Bovine dilated cardiomyopathy: Proteomic analysis of an animal model of human dilated cardiomyopathy

Abstract

Bovine hereditary dilated cardiomyopathy (bCMP) is endemic in Switzerland and hearts from diseased animals display important clinical and biochemical similarities to human DCM. Recent research has identified at least one protein (myoglobin) to be significantly reduced in bovine DCM. Using a proteomic approach, we have separated over 1125 protein species from bovine ventricular tissue. Gel analysis and protein characterisation have identified a number of proteins whose abundance is significantly altered in bovine DCM. Twenty‐four proteins are of decreased abundance in diseased tissue, whilst 11 proteins are of increased abundance in the diseased state. A combination of amino acid compositional analysis, peptide mass profiling, N‐terminal microsequencing and MultiIdent (http://www.expasy.ch/sprot/multiident.html) has been employed in order to elucidate the identities of the differentially expressed proteins. Using these techniques we have currently determined the identity of 12 of the 35 altered proteins.
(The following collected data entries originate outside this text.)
//! Admin HTTP server for health checks, metrics and buffer state

use crate::audit;
use crate::cache::HotCache;
use crate::metrics;
use hyper::service::{make_service_fn, service_fn};
use hyper::{Body, Request, Response, Server, StatusCode};
use std::future::Future;
use std::net::SocketAddr;
use std::sync::Arc;

/// Serve /healthz, /readyz, /metrics and /buffers until `shutdown` resolves.
pub async fn serve_admin(
    addr: SocketAddr,
    cache: Arc<HotCache>,
    shutdown: impl Future<Output = ()>,
) -> Result<(), hyper::Error> {
    let make_svc = make_service_fn(move |_| {
        let cache = cache.clone();
        async move {
            Ok::<_, hyper::Error>(service_fn(move |req: Request<Body>| {
                let cache = cache.clone();
                async move { Ok::<_, hyper::Error>(handle(req, &cache)) }
            }))
        }
    });

    tracing::info!("Admin HTTP server listening on {}", addr);
    Server::bind(&addr)
        .serve(make_svc)
        .with_graceful_shutdown(shutdown)
        .await
}

fn handle(req: Request<Body>, cache: &HotCache) -> Response<Body> {
    let path = req.uri().path();
    let (status, content_type, body) = match path {
        "/healthz" => (StatusCode::OK, "text/plain", "ok\n".to_string()),

        "/readyz" => {
            if cache.is_accepting() {
                (StatusCode::OK, "text/plain", "ready\n".to_string())
            } else {
                (
                    StatusCode::SERVICE_UNAVAILABLE,
                    "text/plain",
                    "shutting down\n".to_string(),
                )
            }
        }

        "/metrics" => (
            StatusCode::OK,
            "text/plain; version=0.0.4",
            metrics::encode_metrics(),
        ),

        "/buffers" => match serde_json::to_string_pretty(&cache.snapshot()) {
            Ok(json) => (StatusCode::OK, "application/json", json),
            Err(e) => (
                StatusCode::INTERNAL_SERVER_ERROR,
                "text/plain",
                format!("{}\n", e),
            ),
        },

        _ => (StatusCode::NOT_FOUND, "text/plain", "not found\n".to_string()),
    };

    if status != StatusCode::NOT_FOUND {
        audit::admin_http_request(path, status.as_u16());
    }

    let mut response = Response::new(Body::from(body));
    *response.status_mut() = status;
    if let Ok(value) = hyper::header::HeaderValue::from_str(content_type) {
        response
            .headers_mut()
            .insert(hyper::header::CONTENT_TYPE, value);
    }
    response
}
We have also detected three proteins that are differentially expressed in genotypically diseased but phenotypically normal animals, identifying a possible mechanism for the onset of the disease. The possibility that inappropriate ubiquination of proteins plays an important role in the disease is discussed. A database of bovine proteins is currently being established. The identity of the proteins affected, together with a comparison of the human and bovine expression patterns, is displayed.